Yet the blunt fact is that ‘rights’ aren’t real: they only exist because of the mutual responsibilities that create the conditions that we want when we talk of ‘rights’. And the other blunt fact is that most so-called ‘rights’ are actually little more than a sneaky method to evade key aspects of the mutuality of those responsibilities, and attempt to offload the responsibilities onto everyone else. Which is, technically, a form of abuse – and hence, in many cases, a fully state-sponsored form of structural abuse against those who are deemed not to have the respective ‘rights’. Which is why things often don’t work very well – especially whenever someone insists on bringing their purported ‘rights’ into the picture… Most so-called ‘human rights’ exist solely to compensate for someone else’s so-called ‘rights’: and the only viable way to sort out the resultant shambles is to get rid of the whole mess of ‘rights’, and focus on the responsibilities instead.

In short, the entire notion of ‘rights’ is a form of possession – or more often the ‘anti-possession’ of a claimed absence of responsibility. Which is why ‘rights’ have to go, too.

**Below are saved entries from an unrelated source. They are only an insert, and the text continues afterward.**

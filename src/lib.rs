//! Client side of the Minecraft Java Edition wire protocol, across protocol
//! versions.
//!
//! A connection is read like this:
//! TCP socket => [`receive`] fills exact byte counts => [`protocol::framing`]
//! strips the length prefix and inflates compressed frames => a
//! [`protocol::Packet`] (ID and payload) => packet types decode the payload
//! with a [`protocol::Decoder`].
//!
//! # Versions
//! Packet IDs and field layouts changed many times between releases. Packet
//! types describe these changes as [`protocol::VersionTable`]s keyed by the
//! first protocol version of each era, and resolve them against the
//! [`protocol::ProtocolVersion`] negotiated in the handshake.
//!
//! # Blocking I/O
//! Everything here runs on the calling thread with blocking sockets. A read
//! that keeps coming back empty is checked against the OS connection table
//! every so often (see [`receive::ReliableReceiver`]), which is the only
//! bound on how long a read can stall. To cancel a read, close the socket.

pub mod address;
pub mod config;
pub mod equality;
pub mod forge;
pub mod protocol;
pub mod receive;

pub use config::{ClientConfig, ReceiveConfig};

Yes, I’m serious: no rights. For anyone. Anywhere. Ever. Instead, we have to replace every single purported ‘right’ with social-structures that are based on the actual underlying mutual-responsibilities, to deliver the same overall results, and more. (That’s not hard to do, by the way: most businesses do it internally all of the time, in one way or another. Yet for many people, though, the ending of the delusion of ‘rights’ is definitely going to be the hardest part of this to face…)

So: no possession, no barter, no money, and no rights. Think that might mean a few changes to most our existing institutions, then…?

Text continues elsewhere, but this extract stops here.